Bayesian Learning

Recap

Before we dive into Bayesian learning, it would probably be good to recap on Bayes Theorem and the Frequentist view of linear regression

Bayes’ Theorem

Events

Suppose events $B_1, B_2, \dots, B_m$ partition the sample space (that is, they are mutually exclusive and collectively exhaustive), then using the law of total probability, for each $B_k$ and any event $A$ with $P(A) > 0$

$$ P(B_k|A) = \frac{P(A|B_K)P(B_K)}{P(A)}= \frac{P(A|B_k) P(B_k)}{\sum_{i=1}^m P(A| B_i) P(B_i)} $$

Random Variables

Using the same assumption as in the law of total probability, given continuous random variables $X$ and $Y$, Bayes’ Theorem is given by

$$ p_{X|Y}(x|y) = \frac{p_{Y|X}(y|x)p_X(x)}{p_Y(y)} = \frac{p_{Y|X}(y|x)p_X(x)}{\int p_{Y|X}(y|x)p_X(x)dx} $$

where each $p$ is a density function and $p_Y(y) > 0$.

Linear Regression

The linear regression model assumes that the relationship between the dependent variable $y$ and the regressors $x$ is linear.
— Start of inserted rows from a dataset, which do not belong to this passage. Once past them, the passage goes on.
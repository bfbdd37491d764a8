//! Coordinate reference systems.
//!
//! Layers are stored in geographic lon/lat (EPSG:4326) but every distance,
//! area and length is measured in a metric projection. The default metric
//! CRS is UTM zone 45N on WGS84 (EPSG:32645), which covers Nepal.
//!
//! [`Geographic`] and [`Projected`] tag a geometry with the CRS it lives in,
//! so metric formulas cannot be handed degree coordinates by accident.

use geo::{Coord, MapCoords};
use proj4rs::{proj::Proj, transform::transform};

use crate::error::{HazardError, Result};

/// PROJ.4 string for WGS84 lon/lat.
pub const WGS84: &str = "+proj=longlat +datum=WGS84 +no_defs +type=crs";

/// PROJ.4 string for UTM zone 45N (EPSG:32645).
pub const UTM_45N: &str = "+proj=utm +zone=45 +datum=WGS84 +units=m +no_defs +type=crs";

/// A geometry in geographic lon/lat degrees.
#[derive(Debug, Clone, PartialEq)]
pub struct Geographic<G>(pub G);

/// A geometry in the metric projection (meters).
#[derive(Debug, Clone, PartialEq)]
pub struct Projected<G>(pub G);

impl<G> Geographic<G> {
    /// Borrow the inner geometry.
    pub fn inner(&self) -> &G {
        &self.0
    }
}

impl<G> Projected<G> {
    /// Borrow the inner geometry.
    pub fn inner(&self) -> &G {
        &self.0
    }
}

/// Converts geometries between geographic and metric coordinates.
pub struct Projector {
    geographic: Proj,
    metric: Proj,
    metric_definition: String,
}

impl std::fmt::Debug for Projector {
    fn fmt(&self, f: &mut std::fmt::Formatter<'_>) -> std::fmt::Result {
        f.debug_struct("Projector")
            .field("metric", &self.metric_definition)
            .finish()
    }
}

impl Projector {
    /// Create a projector for WGS84 lon/lat and the given metric CRS.
    ///
    /// # Errors
    ///
    /// Returns [`HazardError::Projection`] if the PROJ.4 string is not understood.
    pub fn new(metric_definition: &str) -> Result<Self> {
        let geographic = Proj::from_proj_string(WGS84)
            .map_err(|e| HazardError::Projection(format!("{WGS84}: {e}")))?;
        let metric = Proj::from_proj_string(metric_definition)
            .map_err(|e| HazardError::Projection(format!("{metric_definition}: {e}")))?;
        Ok(Self {
            geographic,
            metric,
            metric_definition: metric_definition.to_string(),
        })
    }

    /// Projector for UTM zone 45N.
    pub fn utm45n() -> Result<Self> {
        Self::new(UTM_45N)
    }

    /// The PROJ.4 definition of the metric CRS.
    pub fn metric_definition(&self) -> &str {
        &self.metric_definition
    }

    /// Project one lon/lat coordinate to meters.
    pub fn coord_to_metric(&self, coord: Coord<f64>) -> Result<Coord<f64>> {
        let mut point = (coord.x.to_radians(), coord.y.to_radians(), 0.0);
        transform(&self.geographic, &self.metric, &mut point)
            .map_err(|e| HazardError::Projection(e.to_string()))?;
        Ok(Coord {
            x: point.0,
            y: point.1,
        })
    }

    /// Unproject one metric coordinate back to lon/lat degrees.
    pub fn coord_to_geographic(&self, coord: Coord<f64>) -> Result<Coord<f64>> {
        let mut point = (coord.x, coord.y, 0.0);
        transform(&self.metric, &self.geographic, &mut point)
            .map_err(|e| HazardError::Projection(e.to_string()))?;
        Ok(Coord {
            x: point.0.to_degrees(),
            y: point.1.to_degrees(),
        })
    }

    /// Project a geographic geometry into the metric CRS.
    pub fn to_metric<G>(&self, geometry: &Geographic<G>) -> Result<Projected<G>>
    where
        G: MapCoords<f64, f64, Output = G>,
    {
        geometry
            .0
            .try_map_coords(|c| self.coord_to_metric(c))
            .map(Projected)
    }

    /// Unproject a metric geometry back to lon/lat.
    pub fn to_geographic<G>(&self, geometry: &Projected<G>) -> Result<Geographic<G>>
    where
        G: MapCoords<f64, f64, Output = G>,
    {
        geometry
            .0
            .try_map_coords(|c| self.coord_to_geographic(c))
            .map(Geographic)
    }

    /// Project a lon/lat point.
    pub fn point_to_metric(&self, lon: f64, lat: f64) -> Result<Projected<geo::Point<f64>>> {
        if !lon.is_finite() || !lat.is_finite() {
            return Err(HazardError::validation(format!(
                "Invalid coordinates: lat={lat}, lon={lon}"
            )));
        }
        let c = self.coord_to_metric(Coord { x: lon, y: lat })?;
        Ok(Projected(geo::Point::from(c)))
    }
}
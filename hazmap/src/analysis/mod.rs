//! Endpoint-level analyses.
//!
//! Each analysis is a thin composition of [`crate::zone`] and
//! [`crate::exposure`] over a [`SpatialStore`], returning a typed result that
//! serializes to the response body. Parameters come in as plain structs so
//! the same functions back the HTTP service and the CLI.

mod access;
mod earthquake;
mod flood;
mod lookup;
mod morphology;
mod multi_hazard;
mod profile;
mod wildfire;

pub use access::{
    accessibility, evacuation_planning, infrastructure_accessibility, AccessibilityParams,
    AccessibilityResult, CapacityAssessment, EvacuationParams, EvacuationPlan,
    InfrastructureAccessRequest, AVERAGE_SPEED_MPS, EVACUATION_RADIUS_M,
};
pub use earthquake::{
    earthquake_impact, earthquake_intensity, EarthquakeImpact, EarthquakeImpactRequest,
    EarthquakeIntensity, EarthquakeIntensityParams, ZoneSummary,
};
pub use flood::{
    flash_flood_warning, flood_exposure, FlashFloodParams, FlashFloodWarning, FloodExposure,
    FloodExposureParams,
};
pub use lookup::{closest_feature, list_admin_units, AdminUnitName, ClosestFeature, ClosestLayer};
pub use morphology::{river_morphology, MorphologyParams, MorphologyResult};
pub use multi_hazard::{
    aqi_vulnerability, multi_hazard_exposure, AqiStation, AqiVulnerabilityRequest,
    MultiHazardRequest,
};
pub use profile::{
    risk_profile, vulnerability_profiling, ProfileEntry, RiskProfile, RiskProfileRequest,
    RiskProfileSummary, VulnerabilityParams, VulnerabilityProfile, VulnerabilityProfiles,
};
pub use wildfire::{road_disruption_impact, wildfire_hotspots, RoadDisruptionParams, WildfireParams};

use chrono::{Datelike, Days, NaiveDate};
use geo::{Geometry, LineString, Point};

use crate::error::{HazardError, Result};
use crate::params::AdminUnitType;
use crate::projection::{Geographic, Projected};
use crate::records::Record;
use crate::store::SpatialStore;

/// Fixed reference point (lon, lat) used by the earthquake and air-quality
/// proxies.
pub const REFERENCE_POINT: (f64, f64) = (85.3, 27.7);

/// An administrative boundary resolved from either boundary layer.
#[derive(Debug, Clone, Copy)]
pub(crate) struct AdminUnit<'a> {
    pub fid: i64,
    pub name: Option<&'a str>,
    pub geometry: &'a Geographic<Geometry<f64>>,
    pub metric: &'a Projected<Geometry<f64>>,
}

impl<'a> AdminUnit<'a> {
    pub(crate) fn resolve(
        store: &'a SpatialStore,
        unit_type: AdminUnitType,
        fid: i64,
    ) -> Result<Self> {
        match unit_type {
            AdminUnitType::District => {
                let f = store.districts.require(fid)?;
                Ok(Self {
                    fid,
                    name: f.attributes.display_name(),
                    geometry: &f.geometry,
                    metric: &f.metric,
                })
            }
            AdminUnitType::LocalUnit => {
                let f = store.local_units.require(fid)?;
                Ok(Self {
                    fid,
                    name: f.attributes.display_name(),
                    geometry: &f.geometry,
                    metric: &f.metric,
                })
            }
        }
    }
}

/// A date as a `YYYYMMDD` integer, the form fire detections store.
pub fn compact_date(date: NaiveDate) -> i64 {
    i64::from(date.year()) * 10_000 + i64::from(date.month()) * 100 + i64::from(date.day())
}

/// `YYYYMMDD` of the day `days` before `today`.
pub(crate) fn date_threshold(today: NaiveDate, days: i64) -> Result<i64> {
    let days = u64::try_from(days)
        .map_err(|_| HazardError::validation("days_ago must not be negative."))?;
    today
        .checked_sub_days(Days::new(days))
        .map(compact_date)
        .ok_or_else(|| HazardError::validation("days_ago is out of range."))
}

/// Straight two-point line between lon/lat points.
pub(crate) fn straight_route(from: Point<f64>, to: Point<f64>) -> Geometry<f64> {
    Geometry::LineString(LineString::from(vec![from.0, to.0]))
}


#[cfg(test)]
mod tests {
    use super::*;

    #[test]
    fn test_compact_date() {
        let d = NaiveDate::from_ymd_opt(2026, 3, 7).unwrap();
        assert_eq!(compact_date(d), 20260307);
    }

    #[test]
    fn test_date_threshold() {
        let today = NaiveDate::from_ymd_opt(2026, 1, 3).unwrap();
        assert_eq!(date_threshold(today, 7).unwrap(), 20251227);
        assert_eq!(date_threshold(today, 0).unwrap(), 20260103);
        assert!(matches!(
            date_threshold(today, -1),
            Err(HazardError::Validation(_))
        ));
    }
}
Given a sample of $n$ paired observations, i.e. $(x_1, y_1), (x_2, y_2),\dots , (x_n, y_n)$ and each input $x_i \in \R^{1\times d}$ is a vector with $d$ features, the relationship between $y$ and $x$ is expressed as such:

$$ y_i = \beta_0 + \beta_1 x_{i1} + \beta_2x_{i2} +\dots +\beta_dx_{id} + \epsilon_i, \qquad i = 1, \dots, n $$

where $\beta_0$ is the intercept term, $\beta_1, \beta_2, \dots, \beta_d$ are the coefficients and $\epsilon_i$ is the residual (or error) term.

For convenience, we express the formula using matrix notation, that is

$$ Y = X\beta+\epsilon $$

where $\beta$ is a $(d + 1)$-dimensional vector which includes the intercept term and the coefficients for each feature.